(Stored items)
################

use super::AppState;
use crate::error::RelayError;
use crate::scoring::ScoredLabel;
use crate::store::LabelRecord;
use axum::{
    extract::{rejection::QueryRejection, Query, State},
    http::StatusCode,
    response::{Html, IntoResponse, Response},
    Json,
};
use serde::Deserialize;
use serde_json::{json, Value};
use tracing::{info, info_span, warn, Instrument};
use uuid::Uuid;

const LANDING_TEMPLATE: &str = include_str!("index.html");

#[derive(Debug, Deserialize)]
pub struct PredictParams {
    query: Option<String>,
}

#[derive(Debug, Deserialize)]
pub struct AddDataParams {
    data_point: Option<String>,
}

impl From<QueryRejection> for RelayError {
    fn from(rejection: QueryRejection) -> Self {
        RelayError::InvalidQuery(rejection.body_text())
    }
}

impl IntoResponse for RelayError {
    fn into_response(self) -> Response {
        let status = StatusCode::from_u16(self.status_code()).unwrap_or(StatusCode::INTERNAL_SERVER_ERROR);
        let body = json!({
            "error": self.kind(),
            "message": self.to_string(),
        });
        (status, Json(body)).into_response()
    }
}

/// `GET /api/model/?query=...`
pub async fn predict(
    State(state): State<AppState>,
    params: Result<Query<PredictParams>, QueryRejection>,
) -> Result<Json<Value>, RelayError> {
    let Query(params) = params?;
    let query = params.query.ok_or(RelayError::MissingParameter("query"))?;
    let request_id = Uuid::new_v4();

    let ranked = state
        .gateway
        .predict(&query)
        .instrument(info_span!("predict", %request_id))
        .await
        .inspect_err(|e| warn!(%request_id, "Prediction for {:?} failed: {}", query, e))?;

    info!(%request_id, "Predicted {} ({:.4}) for {:?}", ranked.top.name, ranked.top.confidence, ranked.query);

    Ok(Json(json!({
        "query": ranked.query,
        "prediction": ranked.top.as_pair(),
        "raw_scores": ranked.all.iter().map(ScoredLabel::as_pair).collect::<Vec<_>>(),
    })))
}

/// `GET /api/add_data/?data_point=query,label[,language]`
pub async fn add_data(
    State(state): State<AppState>,
    params: Result<Query<AddDataParams>, QueryRejection>,
) -> Result<Json<LabelRecord>, RelayError> {
    let Query(params) = params?;
    let data_point = params.data_point.ok_or(RelayError::MissingParameter("data_point"))?;
    let record = LabelRecord::parse(&data_point)?;

    state
        .store
        .append(record.clone())
        .await
        .inspect_err(|e| warn!("Label append failed: {}", e))?;

    Ok(Json(record))
}

/// `GET /`
pub async fn landing(State(state): State<AppState>) -> Html<String> {
    Html(render_landing(&state.console_address))
}

pub fn render_landing(console_address: &str) -> String {
    LANDING_TEMPLATE.replace("{{console_address}}", &escape_html(console_address))
}

fn escape_html(raw: &str) -> String {
    let mut out = String::with_capacity(raw.len());
    for c in raw.chars() {
        match c {
            '&' => out.push_str("&amp;"),
            '<' => out.push_str("&lt;"),
            '>' => out.push_str("&gt;"),
            '"' => out.push_str("&quot;"),
            '\'' => out.push_str("&#39;"),
            _ => out.push(c),
        }
    }
    out
}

################

(Exercise description)
Please say how many lines above contain "Option", number only.

(Output of the task)
2